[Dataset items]
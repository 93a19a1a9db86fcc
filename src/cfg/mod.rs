//! Lightweight CFG analyses.

use crate::declare_entity;
use crate::entity::{EntityVec, PerEntity};
use crate::ir::{Block, FunctionBody};

pub mod loops;
pub mod postorder;

declare_entity!(RPOIndex, "rpo");

/// Auxiliary analyses of the control-flow graph.
#[derive(Clone, Debug)]
pub struct CFGInfo {
    /// Entry block.
    pub entry: Block,
    /// Reachable blocks without successors.
    pub exit_blocks: Vec<Block>,
    /// Postorder traversal of reachable blocks.
    pub postorder: Vec<Block>,
    /// Reverse-postorder traversal of reachable blocks.
    pub rpo: EntityVec<RPOIndex, Block>,
    /// Position of each block in RPO, if reachable.
    pub rpo_pos: PerEntity<Block, Option<RPOIndex>>,
}

impl CFGInfo {
    pub fn new(f: &FunctionBody) -> CFGInfo {
        let postorder = postorder::calculate(f.entry, |block| &f.blocks[block].succs[..]);

        let exit_blocks = postorder
            .iter()
            .copied()
            .filter(|&block| f.blocks[block].succs.is_empty())
            .collect();

        let mut rpo = postorder.clone();
        rpo.reverse();
        let rpo: EntityVec<RPOIndex, Block> = EntityVec::from(rpo);
        let mut rpo_pos = PerEntity::default();
        for (rpo, &block) in rpo.entries() {
            rpo_pos[block] = Some(rpo);
        }

        CFGInfo {
            entry: f.entry,
            exit_blocks,
            postorder,
            rpo,
            rpo_pos,
        }
    }

    pub fn is_reachable(&self, block: Block) -> bool {
        self.rpo_pos[block].is_some()
    }

    /// Whether the edge `from -> to` does not advance in RPO. Every
    /// loop back edge retreats; in an irreducible CFG some retreating
    /// edges are not back edges.
    pub fn is_retreating(&self, from: Block, to: Block) -> bool {
        match (self.rpo_pos[from], self.rpo_pos[to]) {
            (Some(from), Some(to)) => to <= from,
            _ => false,
        }
    }
}

#[cfg(test)]
mod test {
    use super::*;

    #[test]
    fn rpo_of_diamond_with_dead_block() {
        let mut body = FunctionBody::new("f");
        let a = body.entry;
        let b = body.add_block();
        let c = body.add_block();
        let d = body.add_block();
        let dead = body.add_block();
        body.add_edge(a, b);
        body.add_edge(a, c);
        body.add_edge(b, d);
        body.add_edge(c, d);
        body.add_edge(dead, d);

        let cfg = CFGInfo::new(&body);
        let rpo = cfg.rpo.values().copied().collect::<Vec<_>>();
        assert_eq!(rpo.len(), 4);
        assert_eq!(rpo[0], a);
        assert_eq!(rpo[3], d);
        assert!(cfg.is_reachable(c));
        assert!(!cfg.is_reachable(dead));
        assert_eq!(cfg.exit_blocks, vec![d]);
        assert!(!cfg.is_retreating(a, b));
        assert!(cfg.is_retreating(d, a));
    }
}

**WHAT YOU ARE ASKED TO DO**. In the entries above, restate word for word the lines between the one holding "let mut rpo_pos" and the one holding "assert_eq!(rpo.len(), 4);", inclusive, and nothing besides.

**ANSWER AREA**.
        let mut rpo_pos = PerEntity::default();
        for (rpo, &block) in rpo.entries() {
            rpo_pos[block] = Some(rpo);
        }

        CFGInfo {
            entry: f.entry,
            exit_blocks,
            postorder,
            rpo,
            rpo_pos,
        }
    }

    pub fn is_reachable(&self, block: Block) -> bool {
        self.rpo_pos[block].is_some()
    }

    /// Whether the edge `from -> to` does not advance in RPO. Every
    /// loop back edge retreats; in an irreducible CFG some retreating
    /// edges are not back edges.
    pub fn is_retreating(&self, from: Block, to: Block) -> bool {
        match (self.rpo_pos[from], self.rpo_pos[to]) {
            (Some(from), Some(to)) => to <= from,
            _ => false,
        }
    }
}

#[cfg(test)]
mod test {
    use super::*;

    #[test]
    fn rpo_of_diamond_with_dead_block() {
        let mut body = FunctionBody::new("f");
        let a = body.entry;
        let b = body.add_block();
        let c = body.add_block();
        let d = body.add_block();
        let dead = body.add_block();
        body.add_edge(a, b);
        body.add_edge(a, c);
        body.add_edge(b, d);
        body.add_edge(c, d);
        body.add_edge(dead, d);

        let cfg = CFGInfo::new(&body);
        let rpo = cfg.rpo.values().copied().collect::<Vec<_>>();
        assert_eq!(rpo.len(), 4);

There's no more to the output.